** Opening RECORDED DATA block **

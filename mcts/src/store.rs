use std::collections::HashMap;
use std::fmt::Debug;
use std::hash::Hash;

use anyhow::{anyhow, Result};
use engine::Outcome;

use crate::edge::MCTSEdge;
use crate::node::MCTSNode;

/// Every statistics table of a single search, keyed by canonical state identity.
///
/// Terminal states only ever appear in the outcome cache. Lives exactly as long as its `MCTS`.
#[derive(Debug)]
pub struct SearchStore<K, S> {
    states: HashMap<K, S>,
    outcomes: HashMap<K, Outcome>,
    nodes: HashMap<K, MCTSNode>,
}

impl<K, S> SearchStore<K, S>
where
    K: Clone + Eq + Hash + Debug,
    S: Clone + PartialEq + Debug,
{
    pub fn new() -> Self {
        Self {
            states: HashMap::new(),
            outcomes: HashMap::new(),
            nodes: HashMap::new(),
        }
    }

    /// Remembers which state produced `key`, failing if a different state already claimed it.
    pub fn register_state(&mut self, key: &K, game_state: &S) -> Result<()> {
        match self.states.get(key) {
            Some(existing) if existing != game_state => Err(anyhow!(
                "State key collision on {:?}: {:?} and {:?} map to the same key",
                key,
                existing,
                game_state
            )),
            Some(_) => Ok(()),
            None => {
                self.states.insert(key.clone(), game_state.clone());
                Ok(())
            }
        }
    }

    pub fn outcome(&self, key: &K) -> Option<Outcome> {
        self.outcomes.get(key).copied()
    }

    /// Cached outcome of `key`, computed with `f` the first time it is requested.
    pub fn outcome_or_insert_with<F>(&mut self, key: &K, f: F) -> Outcome
    where
        F: FnOnce() -> Outcome,
    {
        if let Some(outcome) = self.outcomes.get(key) {
            return *outcome;
        }

        let outcome = f();
        self.outcomes.insert(key.clone(), outcome);
        outcome
    }

    pub fn is_expanded(&self, key: &K) -> bool {
        self.nodes.contains_key(key)
    }

    pub fn node(&self, key: &K) -> Option<&MCTSNode> {
        self.nodes.get(key)
    }

    pub(crate) fn insert_node(&mut self, key: K, node: MCTSNode) {
        self.nodes.insert(key, node);
    }

    /// Backs `value` up through the edge `(key, action)`.
    pub(crate) fn record(&mut self, key: &K, action: usize, value: f32) -> Result<()> {
        let node = self
            .nodes
            .get_mut(key)
            .ok_or_else(|| anyhow!("Tried to back up through unexpanded state {:?}", key))?;

        if node.record(action, value) {
            Ok(())
        } else {
            Err(anyhow!("Action {} is out of range for state {:?}", action, key))
        }
    }

    pub fn priors(&self, key: &K) -> Option<&[f32]> {
        self.nodes.get(key).map(|n| n.priors())
    }

    pub fn valid_actions(&self, key: &K) -> Option<&[bool]> {
        self.nodes.get(key).map(|n| n.valid_actions())
    }

    pub fn state_visits(&self, key: &K) -> Option<usize> {
        self.nodes.get(key).map(|n| n.visits())
    }

    pub fn edge(&self, key: &K, action: usize) -> Option<&MCTSEdge> {
        self.nodes.get(key).and_then(|n| n.edge(action))
    }

    pub fn edge_visits(&self, key: &K, action: usize) -> usize {
        self.edge(key, action).map_or(0, |e| e.visits())
    }

    /// `Q[s,a]`, present only once the edge has been visited.
    pub fn edge_value(&self, key: &K, action: usize) -> Option<f32> {
        self.edge(key, action)
            .filter(|e| e.is_visited())
            .map(|e| e.value())
    }

    /// Visit counts of every action of `key`, zero for actions never visited.
    pub fn edge_visit_counts(&self, key: &K, action_count: usize) -> Vec<usize> {
        (0..action_count)
            .map(|action| self.edge_visits(key, action))
            .collect()
    }

    pub fn expanded_states(&self) -> impl Iterator<Item = &K> {
        self.nodes.keys()
    }

    pub fn iter_nodes(&self) -> impl Iterator<Item = (&K, &MCTSNode)> {
        self.nodes.iter()
    }

    pub fn node_count(&self) -> usize {
        self.nodes.len()
    }

    pub fn outcome_count(&self) -> usize {
        self.outcomes.len()
    }
}

impl<K, S> Default for SearchStore<K, S>
where
    K: Clone + Eq + Hash + Debug,
    S: Clone + PartialEq + Debug,
{
    fn default() -> Self {
        Self::new()
    }
}

#[cfg(test)]
mod tests {
    use super::*;

    #[test]
    fn test_register_same_state_twice_is_ok() {
        let mut store = SearchStore::<u32, [i8; 2]>::new();

        assert!(store.register_state(&1, &[0, 1]).is_ok());
        assert!(store.register_state(&1, &[0, 1]).is_ok());
    }

    #[test]
    fn test_register_collision_errors() {
        let mut store = SearchStore::<u32, [i8; 2]>::new();

        store.register_state(&1, &[0, 1]).unwrap();
        let err = store.register_state(&1, &[1, 0]).unwrap_err();

        assert!(err.to_string().contains("collision"));
    }

    #[test]
    fn test_outcome_is_computed_once() {
        let mut store = SearchStore::<u32, u32>::new();
        let mut calls = 0;

        for _ in 0..3 {
            let outcome = store.outcome_or_insert_with(&7, || {
                calls += 1;
                Outcome::Draw
            });
            assert_eq!(outcome, Outcome::Draw);
        }

        assert_eq!(calls, 1);
        assert_eq!(store.outcome(&7), Some(Outcome::Draw));
    }

    #[test]
    fn test_record_requires_expanded_state() {
        let mut store = SearchStore::<u32, u32>::new();

        assert!(store.record(&3, 0, 1.0).is_err());

        store.insert_node(3, MCTSNode::new(vec![1.0], vec![true]));
        store.record(&3, 0, 1.0).unwrap();

        assert_eq!(store.state_visits(&3), Some(1));
        assert_eq!(store.edge_visits(&3, 0), 1);
        assert_eq!(store.edge_value(&3, 0), Some(1.0));
        assert!(store.record(&3, 1, 1.0).is_err());
    }

    #[test]
    fn test_unvisited_edge_has_no_value() {
        let mut store = SearchStore::<u32, u32>::new();
        store.insert_node(3, MCTSNode::new(vec![0.5, 0.5], vec![true, true]));

        assert_eq!(store.edge_value(&3, 1), None);
        assert_eq!(store.edge_visit_counts(&3, 2), vec![0, 0]);
        assert_eq!(store.edge_visit_counts(&4, 2), vec![0, 0]);
    }
}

** Closing RECORDED DATA block **

WORK REQUEST:
Repeat the full set of records exactly.

RESULT OF THE TASK:
filename mcts/src/store.rs
use std::collections::HashMap;
use std::fmt::Debug;
use std::hash::Hash;

use anyhow::{anyhow, Result};
use engine::Outcome;

use crate::edge::MCTSEdge;
use crate::node::MCTSNode;

/// Every statistics table of a single search, keyed by canonical state identity.
///
/// Terminal states only ever appear in the outcome cache. Lives exactly as long as its `MCTS`.
#[derive(Debug)]
pub struct SearchStore<K, S> {
    states: HashMap<K, S>,
    outcomes: HashMap<K, Outcome>,
    nodes: HashMap<K, MCTSNode>,
}

impl<K, S> SearchStore<K, S>
where
    K: Clone + Eq + Hash + Debug,
    S: Clone + PartialEq + Debug,
{
    pub fn new() -> Self {
        Self {
            states: HashMap::new(),
            outcomes: HashMap::new(),
            nodes: HashMap::new(),
        }
    }

    /// Remembers which state produced `key`, failing if a different state already claimed it.
    pub fn register_state(&mut self, key: &K, game_state: &S) -> Result<()> {
        match self.states.get(key) {
            Some(existing) if existing != game_state => Err(anyhow!(
                "State key collision on {:?}: {:?} and {:?} map to the same key",
                key,
                existing,
                game_state
            )),
            Some(_) => Ok(()),
            None => {
                self.states.insert(key.clone(), game_state.clone());
                Ok(())
            }
        }
    }

    pub fn outcome(&self, key: &K) -> Option<Outcome> {
        self.outcomes.get(key).copied()
    }

    /// Cached outcome of `key`, computed with `f` the first time it is requested.
    pub fn outcome_or_insert_with<F>(&mut self, key: &K, f: F) -> Outcome
    where
        F: FnOnce() -> Outcome,
    {
        if let Some(outcome) = self.outcomes.get(key) {
            return *outcome;
        }

        let outcome = f();
        self.outcomes.insert(key.clone(), outcome);
        outcome
    }

    pub fn is_expanded(&self, key: &K) -> bool {
        self.nodes.contains_key(key)
    }

    pub fn node(&self, key: &K) -> Option<&MCTSNode> {
        self.nodes.get(key)
    }

    pub(crate) fn insert_node(&mut self, key: K, node: MCTSNode) {
        self.nodes.insert(key, node);
    }

    /// Backs `value` up through the edge `(key, action)`.
    pub(crate) fn record(&mut self, key: &K, action: usize, value: f32) -> Result<()> {
        let node = self
            .nodes
            .get_mut(key)
            .ok_or_else(|| anyhow!("Tried to back up through unexpanded state {:?}", key))?;

        if node.record(action, value) {
            Ok(())
        } else {
            Err(anyhow!("Action {} is out of range for state {:?}", action, key))
        }
    }

    pub fn priors(&self, key: &K) -> Option<&[f32]> {
        self.nodes.get(key).map(|n| n.priors())
    }

    pub fn valid_actions(&self, key: &K) -> Option<&[bool]> {
        self.nodes.get(key).map(|n| n.valid_actions())
    }

    pub fn state_visits(&self, key: &K) -> Option<usize> {
        self.nodes.get(key).map(|n| n.visits())
    }

    pub fn edge(&self, key: &K, action: usize) -> Option<&MCTSEdge> {
        self.nodes.get(key).and_then(|n| n.edge(action))
    }

    pub fn edge_visits(&self, key: &K, action: usize) -> usize {
        self.edge(key, action).map_or(0, |e| e.visits())
    }

    /// `Q[s,a]`, present only once the edge has been visited.
    pub fn edge_value(&self, key: &K, action: usize) -> Option<f32> {
        self.edge(key, action)
            .filter(|e| e.is_visited())
            .map(|e| e.value())
    }

    /// Visit counts of every action of `key`, zero for actions never visited.
    pub fn edge_visit_counts(&self, key: &K, action_count: usize) -> Vec<usize> {
        (0..action_count)
            .map(|action| self.edge_visits(key, action))
            .collect()
    }

    pub fn expanded_states(&self) -> impl Iterator<Item = &K> {
        self.nodes.keys()
    }

    pub fn iter_nodes(&self) -> impl Iterator<Item = (&K, &MCTSNode)> {
        self.nodes.iter()
    }

    pub fn node_count(&self) -> usize {
        self.nodes.len()
    }

    pub fn outcome_count(&self) -> usize {
        self.outcomes.len()
    }
}

impl<K, S> Default for SearchStore<K, S>
where
    K: Clone + Eq + Hash + Debug,
    S: Clone + PartialEq + Debug,
{
    fn default() -> Self {
        Self::new()
    }
}

#[cfg(test)]
mod tests {
    use super::*;

    #[test]
    fn test_register_same_state_twice_is_ok() {
        let mut store = SearchStore::<u32, [i8; 2]>::new();

        assert!(store.register_state(&1, &[0, 1]).is_ok());
        assert!(store.register_state(&1, &[0, 1]).is_ok());
    }

    #[test]
    fn test_register_collision_errors() {
        let mut store = SearchStore::<u32, [i8; 2]>::new();

        store.register_state(&1, &[0, 1]).unwrap();
        let err = store.register_state(&1, &[1, 0]).unwrap_err();

        assert!(err.to_string().contains("collision"));
    }

    #[test]
    fn test_outcome_is_computed_once() {
        let mut store = SearchStore::<u32, u32>::new();
        let mut calls = 0;

        for _ in 0..3 {
            let outcome = store.outcome_or_insert_with(&7, || {
                calls += 1;
                Outcome::Draw
            });
            assert_eq!(outcome, Outcome::Draw);
        }

        assert_eq!(calls, 1);
        assert_eq!(store.outcome(&7), Some(Outcome::Draw));
    }

    #[test]
    fn test_record_requires_expanded_state() {
        let mut store = SearchStore::<u32, u32>::new();

        assert!(store.record(&3, 0, 1.0).is_err());

        store.insert_node(3, MCTSNode::new(vec![1.0], vec![true]));
        store.record(&3, 0, 1.0).unwrap();

        assert_eq!(store.state_visits(&3), Some(1));
        assert_eq!(store.edge_visits(&3, 0), 1);
        assert_eq!(store.edge_value(&3, 0), Some(1.0));
        assert!(store.record(&3, 1, 1.0).is_err());
    }

    #[test]
    fn test_unvisited_edge_has_no_value() {
        let mut store = SearchStore::<u32, u32>::new();
        store.insert_node(3, MCTSNode::new(vec![0.5, 0.5], vec![true, true]));

        assert_eq!(store.edge_value(&3, 1), None);
        assert_eq!(store.edge_visit_counts(&3, 2), vec![0, 0]);
        assert_eq!(store.edge_visit_counts(&4, 2), vec![0, 0]);
    }
}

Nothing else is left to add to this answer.